▶ [TASK GOAL]: All lines holding the word "Option" in the listing below need to be copied.

++++++++

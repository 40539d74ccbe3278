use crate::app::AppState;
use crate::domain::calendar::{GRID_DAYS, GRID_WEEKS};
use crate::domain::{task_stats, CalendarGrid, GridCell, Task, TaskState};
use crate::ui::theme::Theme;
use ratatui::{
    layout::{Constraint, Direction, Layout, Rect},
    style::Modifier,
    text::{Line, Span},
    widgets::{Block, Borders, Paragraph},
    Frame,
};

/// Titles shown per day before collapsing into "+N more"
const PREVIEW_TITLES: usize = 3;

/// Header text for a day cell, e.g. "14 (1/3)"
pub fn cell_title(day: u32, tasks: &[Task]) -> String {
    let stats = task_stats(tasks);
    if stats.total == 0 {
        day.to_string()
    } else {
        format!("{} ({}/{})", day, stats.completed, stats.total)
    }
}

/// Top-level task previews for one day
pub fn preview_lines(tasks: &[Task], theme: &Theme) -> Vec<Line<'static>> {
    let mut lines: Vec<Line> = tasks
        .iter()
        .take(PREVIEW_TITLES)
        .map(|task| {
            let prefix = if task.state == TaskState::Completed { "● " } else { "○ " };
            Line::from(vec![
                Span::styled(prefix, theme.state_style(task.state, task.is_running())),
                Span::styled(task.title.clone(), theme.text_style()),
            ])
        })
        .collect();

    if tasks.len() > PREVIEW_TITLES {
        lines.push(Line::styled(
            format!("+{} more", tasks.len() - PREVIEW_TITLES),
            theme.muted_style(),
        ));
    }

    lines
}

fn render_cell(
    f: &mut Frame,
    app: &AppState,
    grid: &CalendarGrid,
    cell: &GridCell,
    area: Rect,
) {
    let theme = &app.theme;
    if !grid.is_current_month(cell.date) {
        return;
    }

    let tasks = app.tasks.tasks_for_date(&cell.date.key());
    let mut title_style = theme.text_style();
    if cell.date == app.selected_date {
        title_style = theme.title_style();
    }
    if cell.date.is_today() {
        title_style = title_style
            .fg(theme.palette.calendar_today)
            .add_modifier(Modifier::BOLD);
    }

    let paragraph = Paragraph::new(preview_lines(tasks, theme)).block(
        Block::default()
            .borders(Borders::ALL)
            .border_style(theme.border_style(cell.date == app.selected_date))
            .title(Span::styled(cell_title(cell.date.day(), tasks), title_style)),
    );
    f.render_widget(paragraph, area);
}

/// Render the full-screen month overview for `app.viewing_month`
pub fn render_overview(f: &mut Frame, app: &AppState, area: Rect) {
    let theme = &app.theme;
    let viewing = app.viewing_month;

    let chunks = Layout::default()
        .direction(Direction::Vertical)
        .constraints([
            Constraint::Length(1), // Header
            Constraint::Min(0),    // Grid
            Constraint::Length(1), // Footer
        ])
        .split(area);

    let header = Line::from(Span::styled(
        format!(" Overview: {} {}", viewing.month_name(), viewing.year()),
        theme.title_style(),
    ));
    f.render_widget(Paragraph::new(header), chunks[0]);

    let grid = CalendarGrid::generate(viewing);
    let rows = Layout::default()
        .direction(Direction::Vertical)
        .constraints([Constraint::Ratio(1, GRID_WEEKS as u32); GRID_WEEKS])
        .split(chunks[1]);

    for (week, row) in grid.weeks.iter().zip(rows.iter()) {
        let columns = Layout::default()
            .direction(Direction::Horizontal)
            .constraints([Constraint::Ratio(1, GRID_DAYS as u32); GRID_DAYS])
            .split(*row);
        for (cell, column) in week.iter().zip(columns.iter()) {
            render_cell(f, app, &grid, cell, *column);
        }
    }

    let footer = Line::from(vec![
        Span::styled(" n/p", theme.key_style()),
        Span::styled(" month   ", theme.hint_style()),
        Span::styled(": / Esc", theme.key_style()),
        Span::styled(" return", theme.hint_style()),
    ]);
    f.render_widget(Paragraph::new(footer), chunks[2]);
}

++++++++

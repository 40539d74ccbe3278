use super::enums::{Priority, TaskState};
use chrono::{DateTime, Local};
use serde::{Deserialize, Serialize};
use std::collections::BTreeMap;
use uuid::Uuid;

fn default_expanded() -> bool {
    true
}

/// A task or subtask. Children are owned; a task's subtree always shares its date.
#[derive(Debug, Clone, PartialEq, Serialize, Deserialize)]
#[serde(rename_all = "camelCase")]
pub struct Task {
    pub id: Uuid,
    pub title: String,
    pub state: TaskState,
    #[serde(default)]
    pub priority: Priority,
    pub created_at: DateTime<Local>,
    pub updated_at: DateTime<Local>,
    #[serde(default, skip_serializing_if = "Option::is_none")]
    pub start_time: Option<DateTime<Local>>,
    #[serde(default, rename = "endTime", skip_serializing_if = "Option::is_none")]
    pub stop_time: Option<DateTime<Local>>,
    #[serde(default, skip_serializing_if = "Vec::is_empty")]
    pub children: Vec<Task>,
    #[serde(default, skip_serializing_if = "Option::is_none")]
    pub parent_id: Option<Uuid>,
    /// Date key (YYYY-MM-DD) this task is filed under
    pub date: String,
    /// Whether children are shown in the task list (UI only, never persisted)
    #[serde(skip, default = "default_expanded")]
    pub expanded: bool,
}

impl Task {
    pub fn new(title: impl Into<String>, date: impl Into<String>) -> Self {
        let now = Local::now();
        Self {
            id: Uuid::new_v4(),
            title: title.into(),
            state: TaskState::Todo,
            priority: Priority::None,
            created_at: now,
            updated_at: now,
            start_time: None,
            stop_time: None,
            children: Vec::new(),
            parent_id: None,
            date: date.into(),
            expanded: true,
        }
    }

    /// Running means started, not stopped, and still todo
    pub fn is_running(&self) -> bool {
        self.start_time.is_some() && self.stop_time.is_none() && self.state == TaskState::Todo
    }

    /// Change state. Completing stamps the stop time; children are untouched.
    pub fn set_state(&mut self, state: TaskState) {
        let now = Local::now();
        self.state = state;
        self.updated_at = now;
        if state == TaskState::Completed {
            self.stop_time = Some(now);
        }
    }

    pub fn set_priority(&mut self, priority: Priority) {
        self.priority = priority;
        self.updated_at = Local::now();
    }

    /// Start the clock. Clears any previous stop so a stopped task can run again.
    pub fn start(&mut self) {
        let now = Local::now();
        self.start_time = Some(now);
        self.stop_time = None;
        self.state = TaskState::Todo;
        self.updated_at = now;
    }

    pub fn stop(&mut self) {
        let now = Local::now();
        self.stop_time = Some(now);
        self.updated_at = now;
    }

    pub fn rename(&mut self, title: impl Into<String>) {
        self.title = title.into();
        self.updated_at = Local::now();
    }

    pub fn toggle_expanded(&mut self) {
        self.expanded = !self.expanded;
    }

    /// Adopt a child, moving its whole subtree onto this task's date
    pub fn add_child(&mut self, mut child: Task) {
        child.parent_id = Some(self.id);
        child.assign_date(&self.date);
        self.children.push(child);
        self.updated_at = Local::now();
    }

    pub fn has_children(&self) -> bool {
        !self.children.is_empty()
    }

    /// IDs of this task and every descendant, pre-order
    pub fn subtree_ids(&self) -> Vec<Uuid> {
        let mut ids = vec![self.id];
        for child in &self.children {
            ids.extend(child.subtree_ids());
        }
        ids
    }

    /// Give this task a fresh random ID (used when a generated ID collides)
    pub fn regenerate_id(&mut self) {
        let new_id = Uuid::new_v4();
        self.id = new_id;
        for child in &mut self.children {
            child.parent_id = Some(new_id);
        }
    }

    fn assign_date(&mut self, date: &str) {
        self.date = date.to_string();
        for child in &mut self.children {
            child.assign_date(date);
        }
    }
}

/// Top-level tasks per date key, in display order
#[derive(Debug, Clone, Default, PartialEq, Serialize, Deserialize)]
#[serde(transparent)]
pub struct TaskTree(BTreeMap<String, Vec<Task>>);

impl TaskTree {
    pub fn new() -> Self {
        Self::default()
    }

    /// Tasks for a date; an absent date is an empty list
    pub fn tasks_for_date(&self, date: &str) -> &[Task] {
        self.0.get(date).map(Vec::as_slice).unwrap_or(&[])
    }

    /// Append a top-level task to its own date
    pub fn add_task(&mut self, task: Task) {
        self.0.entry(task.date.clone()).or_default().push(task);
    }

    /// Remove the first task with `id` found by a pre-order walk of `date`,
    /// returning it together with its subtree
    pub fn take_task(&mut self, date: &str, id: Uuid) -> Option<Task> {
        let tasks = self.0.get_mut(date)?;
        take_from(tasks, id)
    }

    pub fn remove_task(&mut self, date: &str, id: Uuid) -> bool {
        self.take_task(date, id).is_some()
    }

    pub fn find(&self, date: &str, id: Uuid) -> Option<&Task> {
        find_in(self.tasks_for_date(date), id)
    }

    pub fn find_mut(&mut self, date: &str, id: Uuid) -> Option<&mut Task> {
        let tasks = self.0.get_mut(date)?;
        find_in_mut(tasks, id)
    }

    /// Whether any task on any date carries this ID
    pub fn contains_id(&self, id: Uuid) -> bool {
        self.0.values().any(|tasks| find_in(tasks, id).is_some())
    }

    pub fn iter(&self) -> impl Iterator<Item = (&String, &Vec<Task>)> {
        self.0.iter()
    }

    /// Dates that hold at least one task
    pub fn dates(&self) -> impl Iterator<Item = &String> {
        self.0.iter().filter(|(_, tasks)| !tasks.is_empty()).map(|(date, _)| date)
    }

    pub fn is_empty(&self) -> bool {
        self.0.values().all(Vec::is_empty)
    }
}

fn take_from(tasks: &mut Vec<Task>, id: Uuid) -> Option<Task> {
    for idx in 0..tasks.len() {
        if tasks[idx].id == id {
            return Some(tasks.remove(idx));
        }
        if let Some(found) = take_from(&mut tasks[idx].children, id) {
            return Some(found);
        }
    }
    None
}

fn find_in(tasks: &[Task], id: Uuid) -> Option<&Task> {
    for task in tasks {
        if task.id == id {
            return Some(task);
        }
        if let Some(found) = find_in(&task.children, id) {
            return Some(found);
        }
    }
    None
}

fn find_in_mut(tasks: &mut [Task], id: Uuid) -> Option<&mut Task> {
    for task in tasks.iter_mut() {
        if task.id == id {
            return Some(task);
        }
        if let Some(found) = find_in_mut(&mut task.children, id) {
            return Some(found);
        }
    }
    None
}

++++++++

▶ [PROBLEM SOLUTION]:
    #[serde(default, skip_serializing_if = "Option::is_none")]
    pub start_time: Option<DateTime<Local>>,
    #[serde(default, rename = "endTime", skip_serializing_if = "Option::is_none")]
    pub stop_time: Option<DateTime<Local>>,
    #[serde(default, skip_serializing_if = "Option::is_none")]
    pub parent_id: Option<Uuid>,
    pub fn take_task(&mut self, date: &str, id: Uuid) -> Option<Task> {
    pub fn find(&self, date: &str, id: Uuid) -> Option<&Task> {
    pub fn find_mut(&mut self, date: &str, id: Uuid) -> Option<&mut Task> {
fn take_from(tasks: &mut Vec<Task>, id: Uuid) -> Option<Task> {
fn find_in(tasks: &[Task], id: Uuid) -> Option<&Task> {
fn find_in_mut(tasks: &mut [Task], id: Uuid) -> Option<&mut Task> {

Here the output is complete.